In contrast to the dense residential neighborhoods nearby, the Tuberculosis Hospital complex is park-like, with a broad lawn in front of the main hospital building. The hilltop site above the Allegheny River maximizes natural ventilation to the buildings. Early twentieth-century tuberculosis consisted largely of rest, good nutrition, fresh air and sunshine. The Tuberculosis Hospital of Pittsburgh provided these essentials as they could best establish within the dense, industrialized urban environment. The buildings were all long and narrow with central corridors and many windows which permitted plenty of ventilation and natural light. Although the complex was altered to serve as a mental health treatment center, the basic configuration of the buildings and their siting remain intact. Even in the current largely unoccupied state, the green surroundings and the many-windowed interior spaces convey the concept of early twentieth-century tuberculosis treatment.

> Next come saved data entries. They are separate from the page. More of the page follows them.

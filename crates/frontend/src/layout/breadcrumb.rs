//! Breadcrumb trail over the current navigation tuple.

use contracts::navigation::{CHILD_CHEMISTRY, DEFAULT_SECTION, SECTION_INPUTS};
use leptos::prelude::*;
use leptos_router::hooks::use_navigate;
use leptos_router::NavigateOptions;

use crate::i18n::use_i18n;
use crate::navigation::store::NavigationStore;
use crate::shared::icons::icon;

/// Kebab-case to camelCase, used to derive translation keys from path
/// segments ("cooling-towers" -> "coolingTowers").
fn camel_case(segment: &str) -> String {
    let mut out = String::with_capacity(segment.len());
    let mut upper_next = false;
    for c in segment.chars() {
        if c == '-' {
            upper_next = true;
        } else if upper_next {
            out.extend(c.to_uppercase());
            upper_next = false;
        } else {
            out.push(c);
        }
    }
    out
}

/// Display fallback for untranslated segments ("cooling-towers" ->
/// "Cooling Towers").
fn format_segment_name(segment: &str) -> String {
    segment
        .split('-')
        .map(|word| {
            let mut chars = word.chars();
            match chars.next() {
                Some(first) => first.to_uppercase().collect::<String>() + chars.as_str(),
                None => String::new(),
            }
        })
        .collect::<Vec<_>>()
        .join(" ")
}

#[component]
pub fn Breadcrumb() -> impl IntoView {
    let nav = use_context::<NavigationStore>().expect("NavigationStore not found");
    let i18n = use_i18n();
    let navigate = StoredValue::new(use_navigate());

    let trail = move || {
        let section = nav.section();
        let child = nav.child();
        let unit = nav.unit();

        let mut items: Vec<AnyView> = Vec::new();
        if section.is_empty() || section == DEFAULT_SECTION {
            return items;
        }

        let section_label = i18n.t(&format!("nav.{}", section), &format_segment_name(&section));
        let section_href = format!("/{}", section);
        items.push(view! { <span class="breadcrumb__separator">">"</span> }.into_any());
        items.push(
            view! {
                <span
                    class="breadcrumb__item breadcrumb__item--link"
                    on:click=move |_| {
                        navigate.with_value(|n| n(&section_href, NavigateOptions::default()))
                    }
                >
                    {section_label}
                </span>
            }
            .into_any(),
        );

        if !child.is_empty() {
            let child_label = i18n.t(&format!("nav.{}", child), &format_segment_name(&child));
            let child_href = format!("/{}/{}", section, child);
            items.push(view! { <span class="breadcrumb__separator">">"</span> }.into_any());
            items.push(
                view! {
                    <span
                        class="breadcrumb__item breadcrumb__item--link"
                        on:click=move |_| {
                            navigate.with_value(|n| n(&child_href, NavigateOptions::default()))
                        }
                    >
                        {child_label}
                    </span>
                }
                .into_any(),
            );

            if !unit.is_empty() && section == SECTION_INPUTS && child == CHILD_CHEMISTRY {
                let unit_label =
                    i18n.t(&format!("nav.{}", camel_case(&unit)), &format_segment_name(&unit));
                items.push(view! { <span class="breadcrumb__separator">">"</span> }.into_any());
                items.push(
                    view! { <span class="breadcrumb__item">{unit_label}</span> }.into_any(),
                );
            }
        }

        items
    };

    view! {
        <nav class="breadcrumb">
            <span
                class="breadcrumb__item breadcrumb__item--link"
                on:click=move |_| navigate.with_value(|n| n("/", NavigateOptions::default()))
            >
                {icon("home")}
                <span>{move || i18n.t("breadcrumb.home", "Map")}</span>
            </span>
            {trail}
        </nav>
    }
}

#[cfg(test)]
mod tests {
    use super::*;

    #[test]
    fn camel_case_converts_kebab_segments() {
        assert_eq!(camel_case("cooling-towers"), "coolingTowers");
        assert_eq!(camel_case("ion-exchange"), "ionExchange");
        assert_eq!(camel_case("reactor"), "reactor");
    }

    #[test]
    fn format_segment_name_title_cases_words() {
        assert_eq!(format_segment_name("cooling-towers"), "Cooling Towers");
        assert_eq!(format_segment_name("compliance-points"), "Compliance Points");
        assert_eq!(format_segment_name("reactor"), "Reactor");
    }
}
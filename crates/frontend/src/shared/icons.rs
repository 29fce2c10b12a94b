use leptos::prelude::*;

pub fn icon(name: &str) -> AnyView {
    match name {
        "map" => view! {
            <svg width="20" height="20" viewBox="0 0 24 24" fill="none" stroke="currentColor" stroke-width="2" stroke-linecap="round" stroke-linejoin="round" aria-hidden="true">
                <path d="M3 6l6-3 6 3 6-3v15l-6 3-6-3-6 3z"/>
                <path d="M9 3v15"/>
                <path d="M15 6v15"/>
            </svg>
        }.into_any(),
        "file-input" => view! {
            <svg width="20" height="20" viewBox="0 0 24 24" fill="none" stroke="currentColor" stroke-width="2" stroke-linecap="round" stroke-linejoin="round" aria-hidden="true">
                <path d="M4 22h14a2 2 0 0 0 2-2V7.5L14.5 2H6a2 2 0 0 0-2 2v4"/>
                <path d="M14 2v6h6"/>
                <path d="M2 15h10"/>
                <path d="M9 18l3-3-3-3"/>
            </svg>
        }.into_any(),
        "calculator" => view! {
            <svg width="20" height="20" viewBox="0 0 24 24" fill="none" stroke="currentColor" stroke-width="2" stroke-linecap="round" stroke-linejoin="round" aria-hidden="true">
                <rect x="4" y="2" width="16" height="20" rx="2"/>
                <line x1="8" x2="16" y1="6" y2="6"/>
                <line x1="16" x2="16" y1="14" y2="18"/>
                <path d="M8 10h.01M12 10h.01M16 10h.01M8 14h.01M12 14h.01M8 18h.01M12 18h.01"/>
            </svg>
        }.into_any(),
        "file-output" => view! {
            <svg width="20" height="20" viewBox="0 0 24 24" fill="none" stroke="currentColor" stroke-width="2" stroke-linecap="round" stroke-linejoin="round" aria-hidden="true">
                <path d="M4 22h14a2 2 0 0 0 2-2V7.5L14.5 2H6a2 2 0 0 0-2 2v4"/>
                <path d="M14 2v6h6"/>
                <path d="M12 15H2"/>
                <path d="M5 12l-3 3 3 3"/>
            </svg>
        }.into_any(),
        "droplets" => view! {
            <svg width="20" height="20" viewBox="0 0 24 24" fill="none" stroke="currentColor" stroke-width="2" stroke-linecap="round" stroke-linejoin="round" aria-hidden="true">
                <path d="M7 16.3c2.2 0 4-1.83 4-4.05 0-1.16-.57-2.26-1.71-3.19S7.29 6.75 7 5.3c-.29 1.45-1.14 2.84-2.29 3.76S3 11.1 3 12.25c0 2.22 1.8 4.05 4 4.05z"/>
                <path d="M12.56 6.6A10.97 10.97 0 0 0 14 3.02c.5 2.5 2 4.9 4 6.5s3 3.5 3 5.5a6.98 6.98 0 0 1-11.91 4.97"/>
            </svg>
        }.into_any(),
        "settings" => view! {
            <svg width="20" height="20" viewBox="0 0 24 24" fill="none" stroke="currentColor" stroke-width="2" stroke-linecap="round" stroke-linejoin="round" aria-hidden="true">
                <path d="M12.22 2h-.44a2 2 0 0 0-2 2v.18a2 2 0 0 1-1 1.73l-.43.25a2 2 0 0 1-2 0l-.15-.08a2 2 0 0 0-2.73.73l-.22.38a2 2 0 0 0 .73 2.73l.15.1a2 2 0 0 1 1 1.72v.51a2 2 0 0 1-1 1.74l-.15.09a2 2 0 0 0-.73 2.73l.22.38a2 2 0 0 0 2.73.73l.15-.08a2 2 0 0 1 2 0l.43.25a2 2 0 0 1 1 1.73V20a2 2 0 0 0 2 2h.44a2 2 0 0 0 2-2v-.18a2 2 0 0 1 1-1.73l.43-.25a2 2 0 0 1 2 0l.15.08a2 2 0 0 0 2.73-.73l.22-.39a2 2 0 0 0-.73-2.73l-.15-.08a2 2 0 0 1-1-1.74v-.5a2 2 0 0 1 1-1.74l.15-.09a2 2 0 0 0 .73-2.73l-.22-.38a2 2 0 0 0-2.73-.73l-.15.08a2 2 0 0 1-2 0l-.43-.25a2 2 0 0 1-1-1.73V4a2 2 0 0 0-2-2z"/>
                <circle cx="12" cy="12" r="3"/>
            </svg>
        }.into_any(),
        "recycle" => view! {
            <svg width="20" height="20" viewBox="0 0 24 24" fill="none" stroke="currentColor" stroke-width="2" stroke-linecap="round" stroke-linejoin="round" aria-hidden="true">
                <path d="M7 19H4.815a1.83 1.83 0 0 1-1.57-.881 1.785 1.785 0 0 1-.004-1.784L7.196 9.5"/>
                <path d="M11 19h8.203a1.83 1.83 0 0 0 1.556-.89 1.784 1.784 0 0 0 0-1.775l-1.226-2.12"/>
                <path d="M14 16l-3 3 3 3"/>
                <path d="M8.293 13.596L7.196 9.5 3.1 10.598"/>
                <path d="M9.344 5.811l1.093-1.892A1.83 1.83 0 0 1 12.017 3a1.784 1.784 0 0 1 1.546.888l3.943 6.843"/>
                <path d="M13.378 9.633l4.096 1.098 1.097-4.096"/>
            </svg>
        }.into_any(),
        "gauge" => view! {
            <svg width="20" height="20" viewBox="0 0 24 24" fill="none" stroke="currentColor" stroke-width="2" stroke-linecap="round" stroke-linejoin="round" aria-hidden="true">
                <path d="M15.6 2.7a10 10 0 1 0 5.7 5.7"/>
                <circle cx="12" cy="12" r="2"/>
                <path d="M13.4 10.6L19 5"/>
            </svg>
        }.into_any(),
        "chevron-right" => view! {
            <svg width="16" height="16" viewBox="0 0 24 24" fill="none" stroke="currentColor" stroke-width="2" stroke-linecap="round" stroke-linejoin="round" aria-hidden="true">
                <path d="M9 18l6-6-6-6"/>
            </svg>
        }.into_any(),
        "home" => view! {
            <svg width="16" height="16" viewBox="0 0 24 24" fill="none" stroke="currentColor" stroke-width="2" stroke-linecap="round" stroke-linejoin="round" aria-hidden="true">
                <path d="M3 9l9-7 9 7v11a2 2 0 0 1-2 2H5a2 2 0 0 1-2-2z"/>
                <path d="M9 22V12h6v10"/>
            </svg>
        }.into_any(),
        "globe" => view! {
            <svg width="16" height="16" viewBox="0 0 24 24" fill="none" stroke="currentColor" stroke-width="2" stroke-linecap="round" stroke-linejoin="round" aria-hidden="true">
                <circle cx="12" cy="12" r="10"/>
                <path d="M12 2a14.5 14.5 0 0 0 0 20 14.5 14.5 0 0 0 0-20"/>
                <path d="M2 12h20"/>
            </svg>
        }.into_any(),
        "x" => view! {
            <svg width="16" height="16" viewBox="0 0 24 24" fill="none" stroke="currentColor" stroke-width="2" stroke-linecap="round" stroke-linejoin="round" aria-hidden="true">
                <path d="M18 6L6 18"/>
                <path d="M6 6l12 12"/>
            </svg>
        }.into_any(),
        _ => view! {
            <svg width="20" height="20" viewBox="0 0 24 24" fill="none" stroke="currentColor" stroke-width="2" aria-hidden="true">
                <circle cx="12" cy="12" r="9"/>
            </svg>
        }.into_any(),
    }
}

In 1900, pulmonary tuberculosis was the leading cause of death from infectious disease in Pittsburgh. Approximately 15,000 residents of the city died of the disease between 1890 and 1910. Robert Koch discovered the tubercle bacillus as the cause of tuberculosis in 1882. However, crowded and unsanitary conditions common at the turn of the century made infection easy. Because general hospitals refused to admit tuberculosis patients, treatment had to be undertaken at specialized facilities. Dispensaries served outpatient screening and medication, and sanitaria housed advanced cases. Public education was an important component in the fight to control tuberculosis.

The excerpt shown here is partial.